**DESCRIPTION OF THE TASK**
Your answer should be an exact copy of every record.
(EXERCISE MATERIAL)
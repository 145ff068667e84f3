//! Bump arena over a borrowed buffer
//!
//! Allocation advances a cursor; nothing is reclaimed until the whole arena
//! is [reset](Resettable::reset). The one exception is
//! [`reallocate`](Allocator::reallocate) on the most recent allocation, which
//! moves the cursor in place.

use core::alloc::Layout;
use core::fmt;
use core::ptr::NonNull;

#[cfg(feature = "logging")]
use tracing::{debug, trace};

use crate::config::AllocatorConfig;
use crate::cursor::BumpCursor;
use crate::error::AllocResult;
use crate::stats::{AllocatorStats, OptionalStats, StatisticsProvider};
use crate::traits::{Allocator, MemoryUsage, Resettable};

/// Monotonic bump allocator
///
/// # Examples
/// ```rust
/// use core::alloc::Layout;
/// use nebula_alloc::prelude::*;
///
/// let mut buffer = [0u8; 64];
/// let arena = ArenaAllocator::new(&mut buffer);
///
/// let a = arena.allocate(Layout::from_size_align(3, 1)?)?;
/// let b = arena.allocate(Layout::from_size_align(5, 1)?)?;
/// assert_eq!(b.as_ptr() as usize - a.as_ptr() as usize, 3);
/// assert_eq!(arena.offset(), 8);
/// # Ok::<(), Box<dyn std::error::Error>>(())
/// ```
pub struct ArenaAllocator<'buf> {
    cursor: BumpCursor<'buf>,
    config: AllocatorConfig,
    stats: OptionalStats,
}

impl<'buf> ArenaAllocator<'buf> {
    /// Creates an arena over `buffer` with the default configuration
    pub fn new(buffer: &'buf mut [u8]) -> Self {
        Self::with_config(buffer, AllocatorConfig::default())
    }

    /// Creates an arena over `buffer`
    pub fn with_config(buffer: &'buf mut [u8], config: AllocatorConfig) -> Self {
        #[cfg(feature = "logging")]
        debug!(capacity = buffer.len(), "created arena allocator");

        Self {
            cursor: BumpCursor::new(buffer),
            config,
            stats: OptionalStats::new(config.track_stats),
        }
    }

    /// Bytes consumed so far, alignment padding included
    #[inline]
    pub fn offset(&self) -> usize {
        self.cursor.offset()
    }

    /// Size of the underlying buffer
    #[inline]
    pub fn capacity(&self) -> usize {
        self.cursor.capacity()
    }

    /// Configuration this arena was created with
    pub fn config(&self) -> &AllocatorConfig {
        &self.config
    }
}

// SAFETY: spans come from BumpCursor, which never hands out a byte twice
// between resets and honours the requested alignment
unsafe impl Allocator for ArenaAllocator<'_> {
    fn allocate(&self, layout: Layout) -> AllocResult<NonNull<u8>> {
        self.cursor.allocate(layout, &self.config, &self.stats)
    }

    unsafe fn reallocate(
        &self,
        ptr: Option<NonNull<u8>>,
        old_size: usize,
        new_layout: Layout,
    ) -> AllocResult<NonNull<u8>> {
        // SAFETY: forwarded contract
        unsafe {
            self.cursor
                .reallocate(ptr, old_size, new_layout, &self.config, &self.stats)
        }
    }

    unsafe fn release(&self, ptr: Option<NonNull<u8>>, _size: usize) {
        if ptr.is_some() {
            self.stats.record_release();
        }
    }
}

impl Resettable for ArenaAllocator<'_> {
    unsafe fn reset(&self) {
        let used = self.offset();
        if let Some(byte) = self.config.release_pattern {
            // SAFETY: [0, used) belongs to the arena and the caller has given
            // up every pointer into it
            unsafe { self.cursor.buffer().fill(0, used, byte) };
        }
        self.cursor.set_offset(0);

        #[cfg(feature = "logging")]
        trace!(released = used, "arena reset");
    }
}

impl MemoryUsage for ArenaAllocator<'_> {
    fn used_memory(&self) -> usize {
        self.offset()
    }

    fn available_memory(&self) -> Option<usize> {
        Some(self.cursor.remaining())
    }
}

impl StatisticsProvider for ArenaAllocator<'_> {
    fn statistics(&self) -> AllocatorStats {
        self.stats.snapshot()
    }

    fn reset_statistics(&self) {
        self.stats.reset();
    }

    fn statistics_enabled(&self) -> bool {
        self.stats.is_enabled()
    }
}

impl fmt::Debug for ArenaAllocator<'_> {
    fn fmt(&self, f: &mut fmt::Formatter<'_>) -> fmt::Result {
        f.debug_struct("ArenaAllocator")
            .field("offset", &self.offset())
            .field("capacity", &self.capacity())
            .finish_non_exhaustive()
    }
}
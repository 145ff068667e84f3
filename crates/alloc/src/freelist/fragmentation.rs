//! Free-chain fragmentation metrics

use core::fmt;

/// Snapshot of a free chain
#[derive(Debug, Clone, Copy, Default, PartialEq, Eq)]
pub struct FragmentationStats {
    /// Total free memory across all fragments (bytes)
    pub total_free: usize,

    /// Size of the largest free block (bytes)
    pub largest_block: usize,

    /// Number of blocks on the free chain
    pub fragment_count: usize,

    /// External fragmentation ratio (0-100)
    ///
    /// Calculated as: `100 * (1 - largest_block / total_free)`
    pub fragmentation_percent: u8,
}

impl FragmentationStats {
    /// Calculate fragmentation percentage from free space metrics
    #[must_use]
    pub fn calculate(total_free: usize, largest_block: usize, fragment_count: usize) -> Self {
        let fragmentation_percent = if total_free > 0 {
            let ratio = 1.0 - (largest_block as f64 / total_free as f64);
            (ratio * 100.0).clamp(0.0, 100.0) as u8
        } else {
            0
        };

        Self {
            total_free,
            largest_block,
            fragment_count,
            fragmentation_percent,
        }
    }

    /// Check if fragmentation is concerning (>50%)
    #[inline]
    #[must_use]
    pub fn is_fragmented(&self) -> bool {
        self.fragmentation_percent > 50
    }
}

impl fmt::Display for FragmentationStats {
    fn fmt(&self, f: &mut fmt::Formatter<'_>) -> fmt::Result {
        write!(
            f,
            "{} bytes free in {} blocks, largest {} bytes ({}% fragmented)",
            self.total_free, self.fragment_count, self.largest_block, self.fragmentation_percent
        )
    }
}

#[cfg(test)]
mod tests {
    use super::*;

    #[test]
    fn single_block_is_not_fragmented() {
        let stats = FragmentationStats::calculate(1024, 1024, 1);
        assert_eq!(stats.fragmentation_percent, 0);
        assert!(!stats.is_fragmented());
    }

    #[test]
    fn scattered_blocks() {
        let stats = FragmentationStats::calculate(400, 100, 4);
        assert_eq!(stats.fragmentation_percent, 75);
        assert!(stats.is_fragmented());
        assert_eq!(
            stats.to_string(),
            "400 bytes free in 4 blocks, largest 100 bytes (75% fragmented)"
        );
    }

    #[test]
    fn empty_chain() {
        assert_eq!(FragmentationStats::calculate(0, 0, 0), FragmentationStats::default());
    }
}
(End EXERCISE MATERIAL)
**TASK RESULT**
repository 145ff068667e84f3
//! Bump arena over a borrowed buffer
//!
//! Allocation advances a cursor; nothing is reclaimed until the whole arena
//! is [reset](Resettable::reset). The one exception is
//! [`reallocate`](Allocator::reallocate) on the most recent allocation, which
//! moves the cursor in place.

use core::alloc::Layout;
use core::fmt;
use core::ptr::NonNull;

#[cfg(feature = "logging")]
use tracing::{debug, trace};

use crate::config::AllocatorConfig;
use crate::cursor::BumpCursor;
use crate::error::AllocResult;
use crate::stats::{AllocatorStats, OptionalStats, StatisticsProvider};
use crate::traits::{Allocator, MemoryUsage, Resettable};

/// Monotonic bump allocator
///
/// # Examples
/// ```rust
/// use core::alloc::Layout;
/// use nebula_alloc::prelude::*;
///
/// let mut buffer = [0u8; 64];
/// let arena = ArenaAllocator::new(&mut buffer);
///
/// let a = arena.allocate(Layout::from_size_align(3, 1)?)?;
/// let b = arena.allocate(Layout::from_size_align(5, 1)?)?;
/// assert_eq!(b.as_ptr() as usize - a.as_ptr() as usize, 3);
/// assert_eq!(arena.offset(), 8);
/// # Ok::<(), Box<dyn std::error::Error>>(())
/// ```
pub struct ArenaAllocator<'buf> {
    cursor: BumpCursor<'buf>,
    config: AllocatorConfig,
    stats: OptionalStats,
}

impl<'buf> ArenaAllocator<'buf> {
    /// Creates an arena over `buffer` with the default configuration
    pub fn new(buffer: &'buf mut [u8]) -> Self {
        Self::with_config(buffer, AllocatorConfig::default())
    }

    /// Creates an arena over `buffer`
    pub fn with_config(buffer: &'buf mut [u8], config: AllocatorConfig) -> Self {
        #[cfg(feature = "logging")]
        debug!(capacity = buffer.len(), "created arena allocator");

        Self {
            cursor: BumpCursor::new(buffer),
            config,
            stats: OptionalStats::new(config.track_stats),
        }
    }

    /// Bytes consumed so far, alignment padding included
    #[inline]
    pub fn offset(&self) -> usize {
        self.cursor.offset()
    }

    /// Size of the underlying buffer
    #[inline]
    pub fn capacity(&self) -> usize {
        self.cursor.capacity()
    }

    /// Configuration this arena was created with
    pub fn config(&self) -> &AllocatorConfig {
        &self.config
    }
}

// SAFETY: spans come from BumpCursor, which never hands out a byte twice
// between resets and honours the requested alignment
unsafe impl Allocator for ArenaAllocator<'_> {
    fn allocate(&self, layout: Layout) -> AllocResult<NonNull<u8>> {
        self.cursor.allocate(layout, &self.config, &self.stats)
    }

    unsafe fn reallocate(
        &self,
        ptr: Option<NonNull<u8>>,
        old_size: usize,
        new_layout: Layout,
    ) -> AllocResult<NonNull<u8>> {
        // SAFETY: forwarded contract
        unsafe {
            self.cursor
                .reallocate(ptr, old_size, new_layout, &self.config, &self.stats)
        }
    }

    unsafe fn release(&self, ptr: Option<NonNull<u8>>, _size: usize) {
        if ptr.is_some() {
            self.stats.record_release();
        }
    }
}

impl Resettable for ArenaAllocator<'_> {
    unsafe fn reset(&self) {
        let used = self.offset();
        if let Some(byte) = self.config.release_pattern {
            // SAFETY: [0, used) belongs to the arena and the caller has given
            // up every pointer into it
            unsafe { self.cursor.buffer().fill(0, used, byte) };
        }
        self.cursor.set_offset(0);

        #[cfg(feature = "logging")]
        trace!(released = used, "arena reset");
    }
}

impl MemoryUsage for ArenaAllocator<'_> {
    fn used_memory(&self) -> usize {
        self.offset()
    }

    fn available_memory(&self) -> Option<usize> {
        Some(self.cursor.remaining())
    }
}

impl StatisticsProvider for ArenaAllocator<'_> {
    fn statistics(&self) -> AllocatorStats {
        self.stats.snapshot()
    }

    fn reset_statistics(&self) {
        self.stats.reset();
    }

    fn statistics_enabled(&self) -> bool {
        self.stats.is_enabled()
    }
}

impl fmt::Debug for ArenaAllocator<'_> {
    fn fmt(&self, f: &mut fmt::Formatter<'_>) -> fmt::Result {
        f.debug_struct("ArenaAllocator")
            .field("offset", &self.offset())
            .field("capacity", &self.capacity())
            .finish_non_exhaustive()
    }
}
repository 145ff068667e84f3
filename crates/alloc/src/freelist/fragmentation.rs
//! Free-chain fragmentation metrics

use core::fmt;

/// Snapshot of a free chain
#[derive(Debug, Clone, Copy, Default, PartialEq, Eq)]
pub struct FragmentationStats {
    /// Total free memory across all fragments (bytes)
    pub total_free: usize,

    /// Size of the largest free block (bytes)
    pub largest_block: usize,

    /// Number of blocks on the free chain
    pub fragment_count: usize,

    /// External fragmentation ratio (0-100)
    ///
    /// Calculated as: `100 * (1 - largest_block / total_free)`
    pub fragmentation_percent: u8,
}

impl FragmentationStats {
    /// Calculate fragmentation percentage from free space metrics
    #[must_use]
    pub fn calculate(total_free: usize, largest_block: usize, fragment_count: usize) -> Self {
        let fragmentation_percent = if total_free > 0 {
            let ratio = 1.0 - (largest_block as f64 / total_free as f64);
            (ratio * 100.0).clamp(0.0, 100.0) as u8
        } else {
            0
        };

        Self {
            total_free,
            largest_block,
            fragment_count,
            fragmentation_percent,
        }
    }

    /// Check if fragmentation is concerning (>50%)
    #[inline]
    #[must_use]
    pub fn is_fragmented(&self) -> bool {
        self.fragmentation_percent > 50
    }
}

impl fmt::Display for FragmentationStats {
    fn fmt(&self, f: &mut fmt::Formatter<'_>) -> fmt::Result {
        write!(
            f,
            "{} bytes free in {} blocks, largest {} bytes ({}% fragmented)",
            self.total_free, self.fragment_count, self.largest_block, self.fragmentation_percent
        )
    }
}

#[cfg(test)]
mod tests {
    use super::*;

    #[test]
    fn single_block_is_not_fragmented() {
        let stats = FragmentationStats::calculate(1024, 1024, 1);
        assert_eq!(stats.fragmentation_percent, 0);
        assert!(!stats.is_fragmented());
    }

    #[test]
    fn scattered_blocks() {
        let stats = FragmentationStats::calculate(400, 100, 4);
        assert_eq!(stats.fragmentation_percent, 75);
        assert!(stats.is_fragmented());
        assert_eq!(
            stats.to_string(),
            "400 bytes free in 4 blocks, largest 100 bytes (75% fragmented)"
        );
    }

    #[test]
    fn empty_chain() {
        assert_eq!(FragmentationStats::calculate(0, 0, 0), FragmentationStats::default());
    }
}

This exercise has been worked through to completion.